На сцене интеллигентно раздевалась девушка начитанной внешности. Она мне понравилась, потому что, когда осталась в чем мать родила, на ее лице блестели очочки в тонкой оправе. Это было тонко, изысканно, небанально.
— Браво! — крикнула я и с энтузиазмом похлопала. Девушка метнулась за кулисы, словно аплодисменты ее напугали. Это тоже было изысканно, и я снова похлопала.
Мы с Бэлкой уже выпили по два крепчайших коктейля со странным названием «Оргазм в космосе». Бэлка курила кальян и разглагольствовала:
— Нет, ну подумать никогда не могла, что из-за какого-то малахольного америкоза мне захочется покончить с собой! Это ты меня с панталыку сбила своим выбросом из окна! Подумать только, какие страсти! Если честно, я тебе позавидовала. Это ж надо, так любить человека, что своя жизнь без него ничего не значит! Слушай, я вот думаю, а это не вредно — алкоголь на эти таблетки?!
— А ты не думай, — посоветовала я ей, — тебе это вредно. Вот задумалась сегодня днем первый раз в жизни — и что получилось?
— Все из-за того, что из дома выйти постеснялась, — Бэлка потрогала пальцем свои царапины. — Слушай, а может мне завести собаку? Ведь вопрос никчемности не отпал.
— Заведи, — кивнула я. — Лучше двух. А еще лучше, разведись со своим прокурором, найди нормального парня и роди ему близнецов.
— Что?!! Жить ради пары шелудивых собачек, смазливого, но бедного парня и двух сопливых детей?! — пьяно поинтересовалась у меня Бэлка, пуская дым через нос.
— Жить надо ради любви, — сказала я и закашлялась — так пафосно, так банально, и так… правильно я это сказала.
— Элка, — Бэлка блеснула глазами так, что ее бриллианты показались тусклыми булыжниками, — скажи, ты что-то узнала про Бизю? Он жив?
— Ты с ума сошла!
— Ну расскажи, — зашептала мне Бэлка, — я никому ничего не скажу! Я точно знаю — ты узнала, что Бизя жив! Я же вижу — ты прежняя! Ты прежняя сумасшедшая Элка, а не труп ходячий, которым была вчера. А ты не можешь быть прежней, если Бизя все еще числится погибшим. Не можешь! — Она шарахнула по столу кулаком. — Вчера ты была чужая и страшная, а сегодня вдруг стала прежней, дурной до невозможности Элкой! Ну расскажи!
Я зажала себе рукой рот. Мне так захотелось все рассказать Бэлке, что был только один способ остановить себя — зажать рот.
Хорошего же она обо мне мнения — «ты стала прежней, дурной до невозможности Элкой»!
Наверное, глаза у меня смеялись, потому что Бэлка захохотала и стала отрывать от лица мои руки.

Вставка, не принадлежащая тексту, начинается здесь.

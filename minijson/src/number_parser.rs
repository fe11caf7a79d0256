// SPDX-License-Identifier: Apache-2.0

use core::str::FromStr;

use crate::json_value::Value;
use crate::parse_error::ParseError;
use crate::slice_input_buffer::SliceInputBuffer;

/// Positions in the number grammar, in scanning order.
///
/// `number := '-'? ('0' | [1-9][0-9]*) ('.' [0-9]+)? ([eE] [+-]? [0-9]+)?`
#[derive(Debug, Clone, Copy, PartialEq)]
enum Num {
    Sign,
    Integer,
    Fraction,
    Exponent,
    Done,
}

const fn is_digit(b: u8) -> bool {
    b.is_ascii_digit()
}

const fn is_digit_1_to_9(b: u8) -> bool {
    matches!(b, b'1'..=b'9')
}

/// Advances `pos` past a run of digits and returns the new position.
fn skip_digits(buffer: &SliceInputBuffer<'_>, mut pos: usize) -> usize {
    while is_digit(buffer.byte_at(pos)) {
        pos += 1;
    }
    pos
}

/// Validates a number starting at the cursor and returns the end of its text.
///
/// The cursor itself is not moved.
pub fn scan_number(buffer: &SliceInputBuffer<'_>) -> Result<usize, ParseError> {
    let mut pos = buffer.current_pos();
    let mut state = Num::Sign;
    while state != Num::Done {
        let b = buffer.byte_at(pos);
        state = match state {
            Num::Sign => {
                if b == b'-' {
                    pos += 1;
                }
                Num::Integer
            }
            Num::Integer => {
                if b == b'0' {
                    pos += 1;
                    if is_digit(buffer.byte_at(pos)) {
                        return Err(ParseError::InvalidValue);
                    }
                } else if is_digit_1_to_9(b) {
                    pos = skip_digits(buffer, pos + 1);
                } else {
                    return Err(ParseError::InvalidValue);
                }
                Num::Fraction
            }
            Num::Fraction => {
                if b == b'.' {
                    pos += 1;
                    if !is_digit(buffer.byte_at(pos)) {
                        return Err(ParseError::InvalidValue);
                    }
                    pos = skip_digits(buffer, pos);
                }
                Num::Exponent
            }
            Num::Exponent => {
                if b == b'e' || b == b'E' {
                    pos += 1;
                    if matches!(buffer.byte_at(pos), b'+' | b'-') {
                        pos += 1;
                    }
                    if !is_digit(buffer.byte_at(pos)) {
                        return Err(ParseError::InvalidValue);
                    }
                    pos = skip_digits(buffer, pos);
                }
                Num::Done
            }
            Num::Done => Num::Done,
        };
    }
    Ok(pos)
}

/// Converts validated number text to `f64`.
///
/// Only overflow is an error; magnitudes too small to represent round to zero.
pub fn convert_number(bytes: &[u8]) -> Result<f64, ParseError> {
    let s = core::str::from_utf8(bytes).map_err(|_| ParseError::InvalidValue)?;
    let n = f64::from_str(s).map_err(|_| ParseError::InvalidValue)?;
    if n.is_infinite() {
        return Err(ParseError::NumberTooBig);
    }
    Ok(n)
}

/// Consumes a number from the buffer.
///
/// On `NumberTooBig` the cursor stays at the start of the number.
pub fn parse_number(buffer: &mut SliceInputBuffer<'_>) -> Result<Value, ParseError> {
    let start = buffer.current_pos();
    let end = scan_number(buffer)?;
    let n = convert_number(buffer.slice(start, end)?)?;
    log::trace!("number {} spans {}..{}", n, start, end);
    buffer.seek(end);
    Ok(Value::Number(n))
}
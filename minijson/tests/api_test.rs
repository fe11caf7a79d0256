// Tests for the public parse entry points and accessors

use minijson::{get_number, get_type, parse, parse_into, parse_slice, ParseError, Tag, Value};
use test_log::test;

#[test]
fn test_literals() {
    assert_eq!(parse("null"), Ok(Value::Null));
    assert_eq!(parse("true"), Ok(Value::True));
    assert_eq!(parse("false"), Ok(Value::False));

    assert_eq!(get_type(&parse("null").unwrap()), Tag::Null);
    assert_eq!(get_type(&parse("true").unwrap()), Tag::True);
    assert_eq!(get_type(&parse("false").unwrap()), Tag::False);
}

#[test]
fn test_literals_with_whitespace() {
    assert_eq!(parse("  null  "), Ok(Value::Null));
    assert_eq!(parse("\ttrue\n"), Ok(Value::True));
    assert_eq!(parse("\r\n false \r\n"), Ok(Value::False));
}

#[test]
fn test_numbers() {
    let check = |input: &str, expected: f64| {
        let value = parse(input).unwrap_or_else(|e| panic!("{input:?} failed: {e}"));
        assert_eq!(get_type(&value), Tag::Number, "{input:?}");
        assert_eq!(get_number(&value), expected, "{input:?}");
    };

    check("0", 0.0);
    check("-0", 0.0);
    check("-0.0", 0.0);
    check("1", 1.0);
    check("-1", -1.0);
    check("1.5", 1.5);
    check("-1.5", -1.5);
    check("3.1416", 3.1416);
    check("1E10", 1e10);
    check("1e10", 1e10);
    check("1E+10", 1e10);
    check("1E-10", 1e-10);
    check("-1E10", -1e10);
    check("-1e10", -1e10);
    check("-1E+10", -1e10);
    check("-1E-10", -1e-10);
    check("1.234E+10", 1.234e10);
    check("1.234E-10", 1.234e-10);
    check("-1.5e-3", -0.0015);
    check(" 42 ", 42.0);
}

#[test]
fn test_number_limits() {
    // Smallest denormal, largest denormal, smallest normal, largest finite
    let cases = [
        ("4.9406564584124654e-324", f64::from_bits(1)),
        ("-4.9406564584124654e-324", -f64::from_bits(1)),
        ("2.2250738585072009e-308", f64::from_bits(0x000f_ffff_ffff_ffff)),
        ("2.2250738585072014e-308", f64::MIN_POSITIVE),
        ("1.7976931348623157e+308", f64::MAX),
        ("-1.7976931348623157e+308", f64::MIN),
    ];
    for (input, expected) in cases {
        assert_eq!(parse(input), Ok(Value::Number(expected)), "{input:?}");
    }
}

#[test]
fn test_negative_zero_sign() {
    let value = parse("-0").unwrap();
    assert!(value.get_number().is_sign_negative());
    let value = parse("0").unwrap();
    assert!(value.get_number().is_sign_positive());
}

#[test]
fn test_underflow_is_not_an_error() {
    assert_eq!(parse("1e-10000"), Ok(Value::Number(0.0)));
    let value = parse("-1e-10000").unwrap();
    assert!(value.get_number().is_sign_negative());
}

#[test]
fn test_parse_slice() {
    assert_eq!(parse_slice(b"true"), Ok(Value::True));
    assert_eq!(parse_slice(b"12\0trailing"), Ok(Value::Number(12.0)));
    assert_eq!(parse_slice(b"\0"), Err(ParseError::ExpectValue));
    assert_eq!(parse_slice(b"1\xff"), Err(ParseError::RootNotSingular));
}

#[test]
fn test_parse_into_success() {
    let mut value = Value::False;
    assert_eq!(parse_into(&mut value, "2.5"), Ok(()));
    assert_eq!(value, Value::Number(2.5));
    assert_eq!(parse_into(&mut value, "true"), Ok(()));
    assert_eq!(get_type(&value), Tag::True);
}

#[test]
fn test_parse_into_failure_resets_to_null() {
    for (input, expected) in [
        ("", ParseError::ExpectValue),
        ("   ", ParseError::ExpectValue),
        ("nul", ParseError::InvalidValue),
        ("1.", ParseError::InvalidValue),
        ("null x", ParseError::RootNotSingular),
        ("1e400", ParseError::NumberTooBig),
    ] {
        let mut value = Value::Number(7.0);
        assert_eq!(parse_into(&mut value, input), Err(expected), "{input:?}");
        assert_eq!(get_type(&value), Tag::Null, "{input:?}");
    }
}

— Элка, расскажи! Расскажи, Элка! Я хочу знать! Я хочу знать все про любовь, ради которой можно вот так, мордой в розы, с первого этажа… и ради которой можно и нужно жить! Ну дай погреться у чужого огонька, вдруг мне так и придется коротать свой век с прокурором?! Бизя, что, организовал эту аварию, чтобы совершить побег? Он жив? Скрывается? Где?!
Мой мобильник замяукал, как всегда, вовремя. Я схватилась за него, как за спасательный круг, не посмотрев даже, чей номер высветился на дисплее.
— Элла! — крикнула трубка мужским слабо знакомым голосом. — Есть! Есть! Есть!!!
— Что есть? — удивляться у меня не было сил.
— Есть труп номер четыре! Сегодня по башке звезду какую-то заезжую долбанули! И на руке у нее красным маркером нарисовали цифру номер четыре! Мне из ментовки только что позвонили, сказали! У меня там связи! Я вам счет дополнительный за эту услугу, так и быть, выставлять не буду! Щедрость мне досталась от бабушки!
Хмель как рукой сняло.
— Гавичер! — рявкнула я. — Звезду зовут Юлиана?!!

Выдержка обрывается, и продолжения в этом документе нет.